- Introduction
This Data Access Policy outlines the principles, procedures, and guidelines governing access to client data collected through website forms, including job application data, resume upload data, contact form inquiries, and job alert data. It is designed to ensure that client data is accessed, processed, and stored in a manner that maintains confidentiality, integrity, and availability.
- Scope
This policy applies to all employees, contractors, vendors, and third-party entities with access to or are responsible for handling client data stored in website forms. These include:
- Job Application forms
- Resume Upload Forms
- Contact Inquiry Forms
- Any custom form for data collection
- Jobs by Email Notifications.
- Definitions
Client Data: Personal and non-personal information submitted by users through website forms and other data capture points.

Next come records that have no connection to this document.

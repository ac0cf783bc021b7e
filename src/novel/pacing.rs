//! 节奏与运行模式
//!
//! 全书章节数的来源优先级：pacing_guide.total_chapters → config.chapter_limit →
//! 结构列表（最后一项的 chapter_end，或平铺列表的长度）→ 总字数 / 每章字数。结果至少为 5。

use serde::Serialize;

use crate::store::{PacingGuide, SettingView};

const MIN_TOTAL_CHAPTERS: usize = 5;

#[derive(Debug, Clone, Copy, PartialEq, Eq, Serialize)]
#[serde(rename_all = "snake_case")]
pub enum Stage {
    Setup,
    Development,
    Climax,
    Ending,
}

impl Stage {
    fn from_progress(progress: f64) -> Self {
        if progress < 0.2 {
            Stage::Setup
        } else if progress < 0.5 {
            Stage::Development
        } else if progress < 0.8 {
            Stage::Climax
        } else {
            Stage::Ending
        }
    }

    pub fn label(self) -> &'static str {
        match self {
            Stage::Setup => "铺垫期",
            Stage::Development => "发展期",
            Stage::Climax => "高潮期",
            Stage::Ending => "收尾期",
        }
    }
}

#[derive(Debug, Clone, PartialEq, Serialize)]
pub struct PacingStatus {
    pub current_chapter: u32,
    pub total_chapters: usize,
    pub remaining: usize,
    pub progress: f64,
    pub stage: Stage,
}

impl PacingStatus {
    pub fn compute(current_chapter: u32, setting: &SettingView) -> Self {
        let total = total_chapters(setting);
        let current = current_chapter as usize;
        let progress = current as f64 / total as f64;
        Self {
            current_chapter,
            total_chapters: total,
            remaining: total.saturating_sub(current),
            progress,
            stage: Stage::from_progress(progress),
        }
    }

    /// 给简报用的一段节奏说明
    pub fn describe(&self) -> String {
        format!(
            "当前第 {} 章，预计共 {} 章，剩余 {} 章，进度 {:.0}%，处于{}。",
            self.current_chapter,
            self.total_chapters,
            self.remaining,
            self.progress * 100.0,
            self.stage.label()
        )
    }
}

pub fn total_chapters(setting: &SettingView) -> usize {
    let from_words = || {
        (setting.total_words_wan * 10_000.0 / setting.chapter_words.max(1) as f64) as usize
    };
    let from_guide = setting.pacing.as_ref().and_then(|guide| {
        guide.total_chapters().or_else(|| {
            if setting.chapter_limit.is_some() {
                None
            } else {
                structure_total(guide)
            }
        })
    });
    from_guide
        .or(setting.chapter_limit)
        .unwrap_or_else(from_words)
        .max(MIN_TOTAL_CHAPTERS)
}

fn structure_total(guide: &PacingGuide) -> Option<usize> {
    let structure = guide.structure();
    if let Some(end) = structure.last().and_then(|e| e.chapter_end) {
        return Some(end);
    }
    match guide {
        PacingGuide::Flat(items) if items.iter().any(|e| e.chapter_id.is_some()) => {
            Some(items.len())
        }
        _ => None,
    }
}

/// 刚写完的章节是否为一卷的结尾
///
/// 有任何带 chapter_end 的结构项时，只认精确匹配；
/// 结构里没有分卷信息（无结构，或只有 chapter_id 的平铺列表）时，以全书完结作为卷末。
pub fn is_volume_end(chapter: u32, setting: &SettingView) -> bool {
    let structure = setting
        .pacing
        .as_ref()
        .map(PacingGuide::structure)
        .unwrap_or_default();
    let ends: Vec<usize> = structure.iter().filter_map(|e| e.chapter_end).collect();
    if !ends.is_empty() {
        return ends.contains(&(chapter as usize));
    }
    chapter as usize >= total_chapters(setting)
}

/// 运行模式
#[derive(Debug, Clone, Copy, PartialEq, Eq)]
pub enum RunMode {
    /// 每章人工审阅与确认
    Manual,
    /// 自动写 n 章
    Count(u32),
    /// 自动写到全书完结
    Complete,
    /// 自动写到当前卷结束
    Volume,
}

impl RunMode {
    pub fn is_manual(self) -> bool {
        matches!(self, RunMode::Manual)
    }
}

#[cfg(test)]
mod tests {
    use super::*;
    use serde_json::json;

    fn view(doc: serde_json::Value) -> SettingView {
        SettingView::from_document(&doc)
    }

    #[test]
    fn test_total_from_words() {
        let s = view(json!({"chapter_words": 2000}));
        assert_eq!(total_chapters(&s), 100);
    }

    #[test]
    fn test_total_precedence() {
        let s = view(json!({"config": {"chapter_limit": 30}}));
        assert_eq!(total_chapters(&s), 30);

        let s = view(json!({
            "config": {"chapter_limit": 30},
            "pacing_guide": {"total_chapters": 40, "structure": []}
        }));
        assert_eq!(total_chapters(&s), 40);

        let s = view(json!({
            "pacing_guide": {"structure": [
                {"name": "第一卷", "chapter_start": 1, "chapter_end": 12},
                {"name": "第二卷", "chapter_start": 13, "chapter_end": 24}
            ]}
        }));
        assert_eq!(total_chapters(&s), 24);

        let s = view(json!({"pacing_guide": [{"chapter_id": 1}, {"chapter_id": 2}, {"chapter_id": 3}]}));
        assert_eq!(total_chapters(&s), MIN_TOTAL_CHAPTERS);
    }

    #[test]
    fn test_stage_boundaries() {
        let s = view(json!({"config": {"chapter_limit": 10}}));
        assert_eq!(PacingStatus::compute(1, &s).stage, Stage::Setup);
        assert_eq!(PacingStatus::compute(2, &s).stage, Stage::Development);
        assert_eq!(PacingStatus::compute(5, &s).stage, Stage::Climax);
        assert_eq!(PacingStatus::compute(8, &s).stage, Stage::Ending);
        assert_eq!(PacingStatus::compute(12, &s).remaining, 0);
    }

    #[test]
    fn test_volume_end_prefers_explicit_chapter_end() {
        let s = view(json!({
            "pacing_guide": {"structure": [
                {"chapter_start": 1, "chapter_end": 6},
                {"chapter_start": 7, "chapter_end": 20}
            ]}
        }));
        assert!(is_volume_end(6, &s));
        assert!(!is_volume_end(7, &s));
        assert!(is_volume_end(20, &s));
    }

    #[test]
    fn test_volume_end_without_volumes_means_book_end() {
        let s = view(json!({"config": {"chapter_limit": 8}}));
        assert!(!is_volume_end(7, &s));
        assert!(is_volume_end(8, &s));
    }
}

Data Controller: The entity decides how client data is processed and used.
Data Processor: The entity processing data on behalf of the data controller.
Authorized Personnel: Individuals with explicit permission to access specific client data.
- Principles
4.1. Legitimate Purpose
Access to client data must be strictly limited to authorized personnel and used only for legitimate business purposes. These purposes must align with the consent provided by the client, legal obligations, or a legitimate interest as defined by applicable law.
4.2. Least Privilege
Access rights will be granted on a need-to-know basis, consistent with the least privilege principle. Only those individuals whose job responsibilities require access to specific client data will be given such access.
4.3. Transparency and Consent
Clients will be informed of the data collection, processing, and storage practices. Clear and accessible privacy notices are provided, and explicit consent must be obtained where required.
- Access Controls and Procedures
5.1. User Authentication
All users with access to client data must undergo strong authentication processes, including multi-factor authentication, where appropriate.
5.2. Role-Based Access Control (RBAC)
Access to client data will be controlled through RBAC, ensuring that employees have access only to the information necessary for their roles.
5.3. Audit and Monitoring
Regular audits and continuous monitoring have been implemented to detect unauthorized access or anomalous activity.
5.4. Third-Party Access
Any third party accessing client data must adhere to this policy and enter into binding agreements outlining their responsibilities for protecting client data. Client consent is sought before any third-party access is granted.
5.5. Data Encryption
Client data is encrypted during transmission and at rest, utilizing industry-standard encryption methods.
5.6. Data Retention
Data is retained only for as long as necessary (currently 60 days according to our Data Retention Policy) for the defined purpose and in compliance with applicable legal requirements. Jobs by email opt-in data is excluded from this policy as it is self-managed by the user and is required to power the job alert functionality for as long as the user wishes to receive alerts. Data is removed on request for these user types.
- Breach Notification
In case of a breach or unauthorized access to client data, immediate action will be taken to contain the breach, and legal obligations must be made to make appropriate notifications following our data breach policy.
- Training and Awareness
All personnel with access to client data undergo regular training on this policy and related data protection practices.
- Compliance and Penalties
Failure to comply with this policy may result in disciplinary action, including termination of employment or contractual relationships.
- Review and Updates
This policy is reviewed every six months and updated to reflect legal requirements, technology, and business operations changes.